Tout simplement parce que les muppets sont au chômage pour au moins 15% à 17% d’entre entre… parce que leurs salaires ne progressent pas et que leur pouvoir d’achat fond comme une peau de chagrin depuis l’an 2000… parce que les muppets qui rentrent sur le marché du travail mettent maintenant 10 ans en moyenne pour rembourser leur prêt étudiant et donc 10 ans avant de commencer à se constituer une épargne en actions.

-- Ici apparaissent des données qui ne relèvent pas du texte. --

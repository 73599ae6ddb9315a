//! Simulated reply latency.

use crate::random::RandomSource;
use kozi_config::LatencyConfig;
use std::time::Duration;

/// Delay drawn uniformly from `[min, max)` before each reply.
///
/// When `min == max` the delay is fixed at `min`.
#[derive(Debug, Clone, Copy, PartialEq, Eq)]
pub struct Latency {
    min_ms: u64,
    max_ms: u64,
}

impl Latency {
    /// Build a latency window; bounds are swapped if given inverted.
    pub fn new(min_ms: u64, max_ms: u64) -> Self {
        Self {
            min_ms: min_ms.min(max_ms),
            max_ms: max_ms.max(min_ms),
        }
    }

    /// No delay at all.
    pub fn none() -> Self {
        Self::new(0, 0)
    }

    /// Draw a delay from the window.
    pub fn sample(&self, random: &dyn RandomSource) -> Duration {
        let span = self.max_ms - self.min_ms;
        let offset = if span == 0 {
            0
        } else {
            let span = usize::try_from(span).unwrap_or(usize::MAX);
            random.next_index(span) as u64
        };
        Duration::from_millis(self.min_ms + offset)
    }
}

impl Default for Latency {
    fn default() -> Self {
        LatencyConfig::default().into()
    }
}

impl From<LatencyConfig> for Latency {
    fn from(config: LatencyConfig) -> Self {
        Self::new(config.min_ms, config.max_ms)
    }
}
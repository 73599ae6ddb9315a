//! Library entry point for the Kozi TUI.
//!
//! Provides a reusable [`run`] function that launches the Ratatui terminal UI
//! against an initialized [`Chatbot`].

mod app;
mod event;
mod event_bus;
mod ui;

pub use event_bus::EventBus;

use anyhow::anyhow;
use app::App;
use crossterm::event::{
    DisableMouseCapture, EnableMouseCapture, Event as CrosstermEvent, KeyCode, KeyEvent,
    KeyModifiers, MouseEventKind,
};
use crossterm::execute;
use crossterm::terminal::{
    EnterAlternateScreen, LeaveAlternateScreen, disable_raw_mode, enable_raw_mode,
};
use event::AppEvent;
use kozi_core::{ChatEvent, Chatbot, SubmitOutcome};
use log::{debug, info, warn};
use ratatui::Terminal;
use ratatui::backend::CrosstermBackend;
use std::io::{self, Stdout};
use std::sync::Arc;
use std::time::Duration;
use tokio::sync::broadcast::{self, error::RecvError};
use tokio::sync::mpsc;

const ENV_USER: &str = "USER";
const ENV_USERNAME: &str = "USERNAME";

/// Configuration for the Kozi TUI session.
#[derive(Debug, Clone, Default)]
pub struct TuiConfig {
    /// Display name for the current user.
    pub user_name: Option<String>,
}

/// Launch the Kozi TUI against an initialized chatbot.
///
/// The caller is responsible for:
/// - Building the [`Chatbot`] with `Arc::new(events.clone())` as its event sink
/// - Calling [`Chatbot::initialize`] before `run`
/// - Initializing logging (e.g. `env_logger`) before calling `run`
///
/// # Errors
/// Returns an error if terminal setup or the event loop fails.
pub async fn run(
    chatbot: Arc<Chatbot>,
    events: EventBus,
    config: TuiConfig,
) -> anyhow::Result<()> {
    let mut app = App::new();
    let user_name = config.user_name.unwrap_or_else(resolve_user_name);
    app.set_user_name(user_name);

    let (tx, mut rx) = mpsc::channel(256);
    spawn_event_stream(events.subscribe(), tx.clone());
    app.load_messages(&chatbot.messages());

    let mut terminal = setup_terminal()?;
    spawn_input_handler(tx.clone());
    spawn_tick(tx.clone());
    info!("tui started (messages={})", app.messages.len());

    let result = event_loop(&mut terminal, &chatbot, &mut app, &mut rx).await;
    restore_terminal(&mut terminal)?;
    result
}

async fn event_loop(
    terminal: &mut Terminal<CrosstermBackend<Stdout>>,
    chatbot: &Arc<Chatbot>,
    app: &mut App,
    rx: &mut mpsc::Receiver<AppEvent>,
) -> anyhow::Result<()> {
    loop {
        terminal.draw(|frame| ui::draw(frame, app))?;
        let event = rx
            .recv()
            .await
            .ok_or_else(|| anyhow!("event channel closed unexpectedly"))?;
        if handle_app_event(event, chatbot, app) {
            return Ok(());
        }
    }
}

/// Dispatch a UI event and return true when the app should exit.
fn handle_app_event(event: AppEvent, chatbot: &Arc<Chatbot>, app: &mut App) -> bool {
    match event {
        AppEvent::Input(key) => handle_input(key, chatbot, app),
        AppEvent::Chat(event) => {
            app.apply_event(event);
            false
        }
        AppEvent::StreamLagged(skipped) => {
            warn!("chat event stream lagged (skipped={skipped})");
            app.load_messages(&chatbot.messages());
            false
        }
        AppEvent::Scroll(delta) => {
            if delta < 0 {
                app.scroll_up(delta.unsigned_abs());
            } else if delta > 0 {
                app.scroll_down(delta.unsigned_abs());
            }
            false
        }
        AppEvent::Tick => {
            app.tick();
            false
        }
    }
}

/// Handle keyboard input and dispatch actions.
fn handle_input(key: KeyEvent, chatbot: &Arc<Chatbot>, app: &mut App) -> bool {
    let control = key.modifiers.contains(KeyModifiers::CONTROL);
    match key.code {
        KeyCode::Char('c') if control => return true,
        KeyCode::Char('l') if control => {
            info!("clearing chat from tui");
            chatbot.clear();
            app.push_status("cleared");
        }
        KeyCode::Esc => app.input.clear(),
        KeyCode::Enter => send_message(chatbot, app),
        KeyCode::PageUp => app.scroll_up(5),
        KeyCode::PageDown => app.scroll_down(5),
        KeyCode::Up => app.scroll_up(1),
        KeyCode::Down => app.scroll_down(1),
        KeyCode::Home => app.scroll_to_top(),
        KeyCode::End => app.enable_auto_scroll(),
        KeyCode::Backspace => {
            app.input.pop();
        }
        KeyCode::Char(ch) if !control => app.input.push(ch),
        _ => {}
    }
    false
}

/// Hand the input line to the chatbot unless it is blank or a reply is pending.
fn send_message(chatbot: &Arc<Chatbot>, app: &mut App) {
    if app.input.trim().is_empty() {
        return;
    }
    if chatbot.is_busy() {
        debug!("submission deferred while sending");
        return;
    }
    let prompt = std::mem::take(&mut app.input);
    app.enable_auto_scroll();
    spawn_submit(chatbot.clone(), prompt);
}

/// Spawn a task to run a submission to completion.
fn spawn_submit(chatbot: Arc<Chatbot>, prompt: String) {
    tokio::spawn(async move {
        match chatbot.submit(&prompt).await {
            SubmitOutcome::Replied { recovered, .. } => {
                debug!("submission finished (recovered={recovered})");
            }
            SubmitOutcome::Ignored(reason) => {
                debug!("submission ignored (reason={reason:?})");
            }
        }
    });
}

/// Spawn a task forwarding chat events into the UI channel.
fn spawn_event_stream(
    mut receiver: broadcast::Receiver<ChatEvent>,
    sender: mpsc::Sender<AppEvent>,
) {
    tokio::spawn(async move {
        loop {
            let event = match receiver.recv().await {
                Ok(event) => AppEvent::Chat(event),
                Err(RecvError::Lagged(skipped)) => AppEvent::StreamLagged(skipped),
                Err(RecvError::Closed) => break,
            };
            if sender.send(event).await.is_err() {
                break;
            }
        }
        debug!("chat event stream closed");
    });
}

/// Spawn a task to poll for input events.
fn spawn_input_handler(sender: mpsc::Sender<AppEvent>) {
    tokio::spawn(async move {
        const MOUSE_SCROLL_LINES: i16 = 3;
        loop {
            if matches!(crossterm::event::poll(Duration::from_millis(30)), Ok(true)) {
                while matches!(crossterm::event::poll(Duration::from_millis(0)), Ok(true)) {
                    let event = match crossterm::event::read() {
                        Ok(event) => event,
                        Err(_) => break,
                    };
                    let app_event = match event {
                        CrosstermEvent::Key(key) => AppEvent::Input(key),
                        CrosstermEvent::Mouse(mouse) => match mouse.kind {
                            MouseEventKind::ScrollUp => AppEvent::Scroll(-MOUSE_SCROLL_LINES),
                            MouseEventKind::ScrollDown => AppEvent::Scroll(MOUSE_SCROLL_LINES),
                            _ => continue,
                        },
                        _ => continue,
                    };
                    if sender.send(app_event).await.is_err() {
                        return;
                    }
                }
            }
        }
    });
}

/// Spawn a periodic tick event generator.
fn spawn_tick(sender: mpsc::Sender<AppEvent>) {
    tokio::spawn(async move {
        let mut interval = tokio::time::interval(Duration::from_millis(250));
        loop {
            interval.tick().await;
            if sender.send(AppEvent::Tick).await.is_err() {
                break;
            }
        }
    });
}

fn resolve_user_name() -> String {
    std::env::var(ENV_USER)
        .or_else(|_| std::env::var(ENV_USERNAME))
        .unwrap_or_else(|_| "user".to_string())
}

/// Configure terminal in raw mode with alternate screen.
fn setup_terminal() -> anyhow::Result<Terminal<CrosstermBackend<Stdout>>> {
    debug!("setting up terminal");
    enable_raw_mode()?;
    let mut stdout = io::stdout();
    execute!(stdout, EnterAlternateScreen, EnableMouseCapture)?;
    let backend = CrosstermBackend::new(stdout);
    let terminal = Terminal::new(backend)?;
    Ok(terminal)
}

/// Restore terminal state on exit.
fn restore_terminal(terminal: &mut Terminal<CrosstermBackend<Stdout>>) -> anyhow::Result<()> {
    debug!("restoring terminal");
    disable_raw_mode()?;
    execute!(
        terminal.backend_mut(),
        LeaveAlternateScreen,
        DisableMouseCapture
    )?;
    terminal.show_cursor()?;
    Ok(())
}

Il y a en revanche pléthore de nouveaux retraités qui comptent sur le versement de leur pension. Le problème, c’est qu’il n’y a plus de rendement dans l’obligataire, alors la Fed force les organismes qui gèrent les retraites à acheter des actions… auprès des 5% d’Américains les plus riches (les clients privilégiés des grandes banques) qui détiennent plus de 80% du stock existant.
Mais les rendements que les stratèges mettent en avant sont largement fictifs. En effet, les champions des profits ne distribuent pas forcément de dividendes ou alors purement symboliques (Apple, Amazon, eBay, Yahoo…).
Les méga-profits des grandes banques ne proviennent que d’un jeu d’écriture comptable avec l’effacement purement arbitraire de provisions pour créances douteuses liées aux MBS pris provisoirement en pension par la Fed (dette qui leur sera restituée avec sa valeur quasi-nulle quand la Banque centrale commencera à réduire la taille de son bilan).
En d’autres termes, tout repose sur de la fausse monnaie, de faux profits, de fausses évidences (il n’y a qu’à revendre les Bunds et les OAT pour faire grimper l’Euro-Stoxx 50, comme l’ont fait les Américains en refourguant leurs T-Bonds à la Fed…).
En face de tout cela, il y a de la vraie méfiance de la part des gérants soucieux des avoirs de leurs clients. Il y a aussi une totale incrédulité des épargnants quand ils voient les indices battre des records — comme mardi soir avec un Dow Jones à 14 014 points, un S&P 500 à 1 515 points et un Dow Transportation à 5 885 points (record absolu de clôture) — avec une croissance nulle… un indice ISM des services qui se contracte en janvier… et des prix immobiliers dont la hausse est jugée intenable et qui ont nettement ralenti en décembre.